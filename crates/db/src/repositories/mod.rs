//! Repository layer: one zero-sized struct per aggregate, each taking an
//! explicit pool or connection.

pub mod build_repo;
pub mod link_repo;

pub use build_repo::BuildRepo;
pub use link_repo::LinkRepo;
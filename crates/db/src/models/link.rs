//! Capability link models.

use pcshowdown_core::error::CoreError;
use pcshowdown_core::permission::Permission;
use pcshowdown_core::types::DbId;
use serde::{Deserialize, Serialize};
use sqlx::FromRow;

/// The token pair visible to a caller.
///
/// `edit_id` is empty when the caller only holds the view token; the edit
/// token is never disclosed to a view holder.
#[derive(Debug, Clone, Default, PartialEq, Eq, Serialize, Deserialize)]
#[serde(rename_all = "camelCase")]
pub struct Links {
    #[serde(default, skip_serializing_if = "String::is_empty")]
    pub edit_id: String,
    #[serde(default, skip_serializing_if = "String::is_empty")]
    pub view_id: String,
}

/// The outcome of resolving a token: which build it addresses and what it
/// may do there.
#[derive(Debug, Clone, Copy, PartialEq, Eq)]
pub struct ResolvedLink {
    pub build_id: DbId,
    pub permission: Permission,
}

/// Raw lookup row; `permission` arrives as the text form of the
/// `link_permission` enum.
#[derive(Debug, FromRow)]
pub(crate) struct LinkRow {
    pub build_id: DbId,
    pub permission: String,
}

impl LinkRow {
    pub(crate) fn into_resolved(self) -> Result<ResolvedLink, CoreError> {
        Ok(ResolvedLink {
            build_id: self.build_id,
            permission: self.permission.parse()?,
        })
    }
}
use super::*;
use serde_json::json;
use std::cell::Cell;

fn id(raw: &str) -> NodeId {
    NodeId::from(raw)
}

fn sample_store() -> (NodeStore, Arc<LayoutPages>) {
    let store = NodeStore::default();
    let tree = Arc::new(LayoutPages::new());
    store.reset(Arc::clone(&tree));
    store.add_pages([PageData::new("page1"), PageData::new("page2")], &tree);
    store.add_nodes(
        [
            NodeData::new("Group", "RepeatingGroup", "page1").with_pagination(2),
            NodeData::new("Name-0", "Input", "page1").with_parent("Group", Some(0)),
            NodeData::new("Name-1", "Input", "page1").with_parent("Group", Some(1)),
            NodeData::new("Box-2", "Group", "page1").with_parent("Group", Some(2)),
            NodeData::new("Field-2", "Input", "page1").with_parent("Box-2", None),
            NodeData::new("other", "Input", "page2"),
        ],
        &tree,
    );
    (store, tree)
}

fn count_commits(store: &NodeStore) -> (Rc<Cell<usize>>, Subscription) {
    let commits = Rc::new(Cell::new(0));
    let counter = Rc::clone(&commits);
    let subscription = store.subscribe(move || counter.set(counter.get() + 1));
    (commits, subscription)
}

#[test]
fn pagination_hides_rows_outside_the_current_page() {
    let (store, _tree) = sample_store();
    assert_eq!(store.hidden_reason("Name-0"), Ok(None));
    assert_eq!(store.hidden_reason("Name-1"), Ok(None));
    assert_eq!(
        store.hidden_reason("Box-2"),
        Ok(Some(HiddenReason::Container { parent: id("Group") }))
    );
    assert_eq!(
        store.hidden_reason("Field-2"),
        Ok(Some(HiddenReason::Inherited { from: id("Box-2") }))
    );

    assert_eq!(
        store.set_node_props([NodePropPatch::new("Group").pagination_page(1)]),
        Ok(true)
    );
    assert_eq!(store.is_hidden("Name-0"), Ok(true));
    assert_eq!(store.is_hidden("Box-2"), Ok(false));
    assert_eq!(store.is_hidden("Field-2"), Ok(false));
}

#[test]
fn hidden_cascade_checks_page_then_flag_then_rules() {
    let (store, _tree) = sample_store();
    store.set_page_hidden("page2", true).unwrap();
    store
        .set_node_props([NodePropPatch::new("Name-0").hidden(Some(true))])
        .unwrap();
    store.mark_hidden_via_rule([(id("Name-1"), true), (id("other"), true)]);

    assert_eq!(
        store.hidden_reason("other"),
        Ok(Some(HiddenReason::Page { key: "page2".into() }))
    );
    assert_eq!(store.hidden_reason("Name-0"), Ok(Some(HiddenReason::Explicit)));
    assert_eq!(store.hidden_reason("Name-1"), Ok(Some(HiddenReason::Rule)));

    store.mark_hidden_via_rule([(id("Group"), true)]);
    assert_eq!(store.hidden_reason("Name-1"), Ok(Some(HiddenReason::Inherited { from: id("Group") })));
    assert_eq!(store.hidden_reason("Group"), Ok(Some(HiddenReason::Rule)));

    store.set_force_visible(true);
    for node in ["Group", "Name-0", "Name-1", "Box-2", "Field-2", "other"] {
        assert_eq!(store.is_hidden(node), Ok(false), "{node}");
    }
}

#[test]
fn pages_left_out_of_the_order_hide_their_nodes() {
    let (store, _tree) = sample_store();
    assert!(store.set_page_order(&["page1"]));
    assert_eq!(
        store.hidden_reason("other"),
        Ok(Some(HiddenReason::Page { key: "page2".into() }))
    );
    assert!(!store.set_page_order(&["page1"]));
}

#[test]
fn unknown_ids_are_contract_errors() {
    let (store, _tree) = sample_store();
    assert_eq!(store.is_hidden("nope"), Err(StoreError::UnknownNode { id: id("nope") }));
    assert_eq!(
        store.add_error("required", "nope", ErrorKind::Node),
        Err(StoreError::UnknownNode { id: id("nope") })
    );
    assert_eq!(
        store.set_page_hidden("nope", true),
        Err(StoreError::UnknownPage { key: "nope".into() })
    );
}

#[test]
fn identical_props_do_not_notify() {
    let (store, _tree) = sample_store();
    let (commits, _subscription) = count_commits(&store);

    assert_eq!(
        store.set_node_props([NodePropPatch::new("Name-0").hidden(None)]),
        Ok(false)
    );
    assert_eq!(commits.get(), 0);

    let patch = NodePropPatch::new("Name-0").plugin("validations", json!(["required"]));
    assert_eq!(store.set_node_props([patch.clone()]), Ok(true));
    assert_eq!(store.set_node_props([patch]), Ok(false));
    assert_eq!(commits.get(), 1);
    assert_eq!(
        store.node("Name-0").unwrap().plugins["validations"],
        json!(["required"])
    );
}

#[test]
fn prop_batches_apply_all_or_nothing() {
    let (store, _tree) = sample_store();
    let (commits, _subscription) = count_commits(&store);
    let result = store.set_node_props([
        NodePropPatch::new("Name-0").hidden(Some(true)),
        NodePropPatch::new("ghost").hidden(Some(true)),
    ]);
    assert_eq!(result, Err(StoreError::UnknownNode { id: id("ghost") }));
    assert_eq!(store.node("Name-0").unwrap().hidden, None);

    let result = store.set_node_props([NodePropPatch::new("Name-0").pagination_page(3)]);
    assert_eq!(
        result,
        Err(StoreError::Unsupported {
            id: id("Name-0"),
            node_type: "Input".into(),
            feature: "pagination",
        })
    );
    assert_eq!(commits.get(), 0);
}

#[test]
fn removal_cascades_to_descendants() {
    let (store, tree) = sample_store();
    assert_eq!(store.remove_nodes(&[id("Group")], &tree), 5);
    store.with_state(|state| {
        assert_eq!(state.len(), 1);
        assert!(state.contains("other"));
    });
}

#[test]
fn stale_removal_after_reset_is_dropped() {
    let (store, old_tree) = sample_store();
    let new_tree = Arc::new(LayoutPages::new());
    store.reset(Arc::clone(&new_tree));
    store.add_nodes([NodeData::new("Name-0", "Input", "page1")], &new_tree);

    let (commits, _subscription) = count_commits(&store);
    assert_eq!(store.remove_nodes(&[id("Name-0")], &old_tree), 0);
    assert!(store.node("Name-0").is_some());
    assert_eq!(commits.get(), 0);

    assert_eq!(store.remove_nodes(&[id("Name-0")], &new_tree), 1);
    assert!(store.node("Name-0").is_none());
}

#[test]
fn stale_additions_after_reset_are_dropped() {
    let (store, old_tree) = sample_store();
    let new_tree = Arc::new(LayoutPages::new());
    store.reset(Arc::clone(&new_tree));

    let (commits, _subscription) = count_commits(&store);
    assert!(!store.add_nodes([NodeData::new("Name-0", "Input", "page1")], &old_tree));
    assert!(!store.add_pages([PageData::new("page1")], &old_tree));
    assert_eq!(commits.get(), 0);
    store.with_state(|state| {
        assert!(state.is_empty());
        assert!(state.pages().is_empty());
    });

    assert!(store.add_nodes([NodeData::new("Name-0", "Input", "page1")], &new_tree));
    assert!(store.node("Name-0").is_some());
    assert_eq!(commits.get(), 1);
}

#[test]
fn equal_rule_results_do_not_commit() {
    let (store, _tree) = sample_store();
    assert!(store.mark_hidden_via_rule([(id("Name-0"), true), (id("Name-1"), false)]));
    let (commits, _subscription) = count_commits(&store);
    assert!(!store.mark_hidden_via_rule([(id("Name-0"), true)]));
    assert_eq!(commits.get(), 0);
}

#[test]
fn errors_show_up_in_diagnostics() {
    let (store, _tree) = sample_store();
    assert!(store.diagnostics().is_empty());
    assert_eq!(store.add_error("required", "Name-0", ErrorKind::Node), Ok(true));
    assert_eq!(store.add_error("required", "Name-0", ErrorKind::Node), Ok(false));
    assert_eq!(store.add_error("order", "page2", ErrorKind::Page), Ok(true));

    let diagnostics = store.diagnostics();
    assert_eq!(diagnostics.nodes.len(), 1);
    assert!(diagnostics.nodes[&id("Name-0")].contains("required"));
    assert!(diagnostics.pages["page2"].contains("order"));
}

#[test]
fn reset_starts_a_new_generation() {
    let (store, _tree) = sample_store();
    store.set_force_visible(true);
    let generation = store.generation();
    store.reset(Arc::new(LayoutPages::new()));
    assert_eq!(store.generation(), generation + 1);
    store.with_state(|state| {
        assert!(state.is_empty());
        assert!(state.pages().is_empty());
        assert!(state.force_visible());
    });
}

#[test]
fn dropped_subscription_is_not_notified() {
    let (store, _tree) = sample_store();
    let (commits, subscription) = count_commits(&store);
    store.set_force_visible(true);
    drop(subscription);
    store.set_force_visible(false);
    assert_eq!(commits.get(), 1);
}
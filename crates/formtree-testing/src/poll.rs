//! Manual future polling for single-threaded store tests.

use futures_task::{noop_waker_ref, waker, ArcWake};
use std::future::Future;
use std::pin::Pin;
use std::sync::atomic::{AtomicUsize, Ordering};
use std::sync::Arc;
use std::task::{Context, Poll, Waker};

/// Polls `future` once with a waker that ignores wake-ups.
pub fn poll_once<F: Future + Unpin>(future: &mut F) -> Poll<F::Output> {
    let mut cx = Context::from_waker(noop_waker_ref());
    Pin::new(future).poll(&mut cx)
}

#[derive(Default)]
struct WakeCounter {
    wakes: AtomicUsize,
}

impl ArcWake for WakeCounter {
    fn wake_by_ref(arc_self: &Arc<Self>) {
        arc_self.wakes.fetch_add(1, Ordering::SeqCst);
    }
}

/// Owns a future and polls it on demand, counting how often it was woken.
pub struct TestPoller<F: Future> {
    future: Pin<Box<F>>,
    counter: Arc<WakeCounter>,
    waker: Waker,
    output: Option<F::Output>,
    finished: bool,
}

impl<F: Future> TestPoller<F> {
    pub fn new(future: F) -> Self {
        let counter = Arc::new(WakeCounter::default());
        let waker = waker(Arc::clone(&counter));
        Self {
            future: Box::pin(future),
            counter,
            waker,
            output: None,
            finished: false,
        }
    }

    /// Polls once unless the future already completed. Returns whether it
    /// has completed.
    pub fn poll(&mut self) -> bool {
        if self.finished {
            return true;
        }
        let mut cx = Context::from_waker(&self.waker);
        if let Poll::Ready(output) = self.future.as_mut().poll(&mut cx) {
            self.output = Some(output);
            self.finished = true;
        }
        self.finished
    }

    pub fn wake_count(&self) -> usize {
        self.counter.wakes.load(Ordering::SeqCst)
    }

    pub fn take_output(&mut self) -> Option<F::Output> {
        self.output.take()
    }
}
//! Layout node hierarchy for schema-driven forms.
//!
//! A page layout arrives as a flat list of component definitions. This crate
//! expands it into a tree (groups own their children, repeating groups get one
//! copy of their children per data row) and indexes the result so nodes can
//! be found by id, by row, or by proximity to another node.

pub mod binding;
pub mod collections;
pub mod definition;
mod error;
pub mod form_data;
pub mod hash;
pub mod hierarchy;
mod node_id;
mod pages;
pub mod tree;

pub use binding::{
    transpose, DataModelBindings, DataModelReference, FieldPath, PathSegment, RowContext,
    GROUP_BINDING,
};
pub use definition::{
    parse_layout, ChildRef, ComponentKind, GroupEdit, LayoutComponentDefinition, Pagination,
    RowWindow,
};
pub use error::{ConfigError, LayoutError, NodeError};
pub use form_data::{
    FormDataAccessor, FormDataRowSource, JsonFormData, NoRows, RowDescriptor, RowQuery, RowSource,
    ROW_ID_KEY,
};
pub use hierarchy::{ExpandedNode, ExpandedRow, NodeContent, RowRef, RowScope};
pub use node_id::NodeId;
pub use pages::LayoutPages;
pub use tree::{GroupRef, LayoutPage, NodeChildren, NodeRef, RowChildren};
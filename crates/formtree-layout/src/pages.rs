use crate::definition::LayoutComponentDefinition;
use crate::error::NodeError;
use crate::form_data::RowSource;
use crate::hash::fingerprint;
use crate::tree::{LayoutPage, NodeRef};

/// Every page of a form, plus which one is current.
///
/// Component ids are unique per page but may repeat across pages (the same
/// sub-layout rendered twice). Lookups try the current page first and then
/// the remaining pages in registration order.
#[derive(Debug, Default)]
pub struct LayoutPages {
    pages: Vec<LayoutPage>,
    current: Option<usize>,
    layout_fingerprint: u64,
}

impl LayoutPages {
    pub fn new() -> Self {
        Self::default()
    }

    /// Expands every `(page key, layout)` pair with the same row source.
    /// The first page becomes current.
    pub fn build<'a, I>(layouts: I, rows: &dyn RowSource) -> Self
    where
        I: IntoIterator<Item = (&'a str, &'a [LayoutComponentDefinition])>,
    {
        let mut pages = Self::new();
        for (key, layout) in layouts {
            pages.add_page(LayoutPage::build(key, layout, rows));
        }
        if !pages.pages.is_empty() {
            pages.current = Some(0);
        }
        pages
    }

    /// Registers a page. Re-registering a key replaces the old page in place.
    pub fn add_page(&mut self, page: LayoutPage) {
        match self.position(page.key()) {
            Some(index) => self.pages[index] = page,
            None => self.pages.push(page),
        }
        let per_page: Vec<(&str, u64)> = self
            .pages
            .iter()
            .map(|page| (page.key(), page.layout_fingerprint()))
            .collect();
        self.layout_fingerprint = fingerprint(&per_page);
    }

    fn position(&self, key: &str) -> Option<usize> {
        self.pages.iter().position(|page| page.key() == key)
    }

    pub fn set_current_page(&mut self, key: &str) -> Result<(), NodeError> {
        let index = self.position(key).ok_or_else(|| NodeError::UnknownPage {
            key: key.to_owned(),
        })?;
        self.current = Some(index);
        Ok(())
    }

    pub fn current_page(&self) -> Option<&LayoutPage> {
        self.current.and_then(|index| self.pages.get(index))
    }

    pub fn page(&self, key: &str) -> Option<&LayoutPage> {
        self.position(key).map(|index| &self.pages[index])
    }

    /// Pages in registration order.
    pub fn pages(&self) -> &[LayoutPage] {
        &self.pages
    }

    /// Hash of the page keys and the layout definitions of every page, in
    /// registration order. Zero for a collection without pages.
    pub fn layout_fingerprint(&self) -> u64 {
        self.layout_fingerprint
    }

    fn search_order(&self) -> impl Iterator<Item = &LayoutPage> + '_ {
        let current = self.current_page();
        current.into_iter().chain(
            self.pages
                .iter()
                .enumerate()
                .filter(move |(index, _)| Some(*index) != self.current)
                .map(|(_, page)| page),
        )
    }

    /// Finds a component on the current page, else on the first other page
    /// that has it. Same id rules as [`LayoutPage::find_by_id`].
    pub fn find_component_by_id(&self, id: &str) -> Option<NodeRef<'_>> {
        self.search_order().find_map(|page| page.find_by_id(id))
    }

    /// Matches from every page, in registration order.
    pub fn find_all_components_by_id(&self, id: &str) -> Vec<NodeRef<'_>> {
        self.pages
            .iter()
            .flat_map(|page| page.find_all_by_id(id))
            .collect()
    }

    /// Every node of every page, page by page in preorder.
    pub fn all_nodes(&self) -> impl Iterator<Item = NodeRef<'_>> + '_ {
        self.pages.iter().flat_map(LayoutPage::iter)
    }
}
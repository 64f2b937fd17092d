#[cfg(feature = "std-hash")]
pub mod map {
    pub use std::collections::hash_map::Entry;
    pub use std::collections::{HashMap, HashSet};
}

#[cfg(not(feature = "std-hash"))]
pub mod map {
    pub use rustc_hash::{FxHashMap as HashMap, FxHashSet as HashSet};
    pub use std::collections::hash_map::Entry;
}

use crate::NodeId;

/// Map keyed by node identity; lookups accept `&str` through `Borrow`.
pub type NodeMap<V> = map::HashMap<NodeId, V>;

/// Set of node identities.
pub type NodeSet = map::HashSet<NodeId>;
───
Activity:
Copy each line from the data that features the string "derive".

Result for this task:
#[derive(Debug, Clone, Default, PartialEq, Eq, Serialize, Deserialize)]
#[derive(Debug, Clone, Copy, PartialEq, Eq)]
#[derive(Debug, FromRow)]
#[derive(Default)]
#[derive(Debug, Default)]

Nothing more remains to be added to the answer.